Jaki prywatnie jest Wilfredo Leon? Nowe oblicze gwiazdy sportu

Przez wielu uznawany jest za najlepszego siatkarza świata. Ma rzeszę wiernych fanów, a na koncie liczne osiągnięcia. Prywatnie to skromny i pracowity człowiek, dla którego najważniejsza jest rodzina. Wilfredo Leon daje nam się poznać z dotąd nieznanej strony.

Kuba, Włochy, Polska – w którym z tych miejsc czujesz się jak w domu i dlaczego właśnie tam?

Kuba i Polska to dwa kraje, które są mi najbliższe i w obu czuję się jak w domu. Wymarzona sytuacja to polska zima na Kubie, zaś lato już w Polsce. Nie przepadam za niskimi temperaturami.

Jakie są Twoim zdaniem najważniejsze wartości, które wyniosłeś z domu rodzinnego?

To wartości etyczne i moralne, którymi kieruję się na co dzień - przede wszystkim szacunek do drugiego człowieka i świadomość, że do osiągnięcia sukcesu trzeba ciężko pracować.

Jaki jest lub jak będzie wyglądał Twój wymarzony dom?

Właśnie jestem w trakcie budowy domu pod Warszawą. Chcę w nim mieszkać w najbliższej przyszłości, ale jeszcze nie wiem, czy będzie to już dom marzeń, przystań na całe życie. Choć na pewno na ten moment projekt odpowiada potrzebom mojej rodziny. Jest on w stylu klasycznym, w środku będzie mieć raczej stonowane kolory. Chcielibyśmy, żeby było to wygodne miejsce do spotkań z najbliższymi. Nie mogę się doczekać szczególnie ogrodu - teraz, kiedy nie powinno się wychodzić między ludzi, taka przydomowa przestrzeń byłaby wybawieniem.

Brałeś udział w najważniejszych rozgrywkach i zjeździłeś już cały świat. Czy sportowiec światowej sławy może w ogóle być typem domatora i czy Ty nim jesteś?

Tak, zdecydowanie jestem domatorem! Najlepiej czuję się w swoich czterech ścianach. Nie zmienia to faktu, że chętnie podróżuję i poznaję nowe miejsca. Najbardziej lubię wakacje spędzane nad morzem.

Wszyscy staramy się teraz pozostawać w naszych domach. Jak w obecnej sytuacji wyglądają Twoje treningi?

Muszę ćwiczyć w domu. Mam indywidualne programy treningowe, dzięki którym jestem w dosyć dobrej formie, mimo braku gry od niemal dwóch miesięcy.
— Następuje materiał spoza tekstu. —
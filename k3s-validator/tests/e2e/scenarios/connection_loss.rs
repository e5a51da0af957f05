//! Losing the API server aborts the run; nothing else does.

use std::sync::Arc;

use tokio_util::sync::CancellationToken;

use k3s_validator::modules::ModuleRegistry;
use k3s_validator::orchestrator::Orchestrator;
use k3s_validator_cluster::SimulatedCluster;
use k3s_validator_core::{Category, ModuleOutcome, ValidatorConfig};

use crate::helpers::runs::{RunSpec, assert_fixture_released_once, module_outcome, options};

#[tokio::test(start_paused = true)]
async fn test_e2e_unreachable_at_startup_creates_no_fixture() {
    let cluster = Arc::new(SimulatedCluster::healthy_single_node().unreachable());
    let orchestrator = Orchestrator::new(
        ValidatorConfig::default(),
        ModuleRegistry::with_builtin_modules(),
        options(&Category::ALL, false),
    );
    let err = orchestrator
        .run(Arc::clone(&cluster), CancellationToken::new(), None)
        .await
        .expect_err("unreachable cluster must abort");
    assert!(err.is_fatal());
    assert_eq!(cluster.count_calls("create_namespace").await, 0);
    assert_eq!(cluster.count_calls("delete_namespace").await, 0);
}

#[tokio::test(start_paused = true)]
async fn test_e2e_connection_loss_mid_run_aborts_and_releases() {
    let cluster = SimulatedCluster::healthy_single_node().with_unreachable_operation("list_nodes");
    let (cluster, outcome) = RunSpec::new(cluster, &[Category::Core, Category::Production])
        .run()
        .await;
    let suite = &outcome.suite;

    assert!(outcome.aborted.is_some());
    assert!(!outcome.interrupted);
    assert_eq!(outcome.exit_code(), 1);
    assert!(suite.failed() >= 1);
    assert!(matches!(
        module_outcome(suite, "api-server"),
        Some(ModuleOutcome::Failed { .. })
    ));
    // core stops at the failing module; later categories are cancelled
    assert_eq!(module_outcome(suite, "storage"), None);
    assert_eq!(
        module_outcome(suite, "ha-control-plane"),
        Some(&ModuleOutcome::Cancelled)
    );
    assert_fixture_released_once(&cluster).await;
}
Kupiłem sobie rowerek treningowy, hantle i inne niezbędne do treningu sprzęty, dzięki czemu mam w swoim mieszkaniu namiastkę siłowni.

Jak Ty i Twoja rodzina lubicie spędzać razem wolny czas, którego teraz jest pod dostatkiem?

Wolny czas spędzamy przede wszystkim na zabawach z dziećmi. Staramy się, aby wspólne aktywności były różnorodne, inspirujące i dostarczały wiele radości. A kiedy pogoda sprzyja, znajdujemy jakieś ustronne miejsce na świeżym powietrzu. Poza tym nasze życie wygląda normalnie - gotujemy, oglądamy coś czasem z żoną, zajmujemy się domem.

Polska i Polacy przyjęli Cię bardzo ciepło, zostałeś nawet ambasadorem kilku polskich marek. Co to dla Ciebie znaczy?

To prawda, zostałem bardzo miło przyjęty w Polsce. To dla mnie duże wyróżnienie i duma, że polskie marki, takiej jak np. Galeco identyfikują się ze mną. Polacy są bardzo przedsiębiorczy, często tworzą firmy, które oferują innowacyjne produkty najwyższej jakości. Cieszę się, że mogę być twarzą kilku z nich.

Czy chciałbyś kiedyś grać w lidze polskiej?

Oczywiście! Chcę w swojej karierze zagrać w polskiej lidze, ale nie wiem jeszcze, kiedy dokładnie to nastąpi.

Gdzie widzisz się za 10 lat i co będziesz wtedy robił?

Mam nadzieję, że będę mógł jeszcze wtedy grać w siatkówkę na najwyższym poziomie.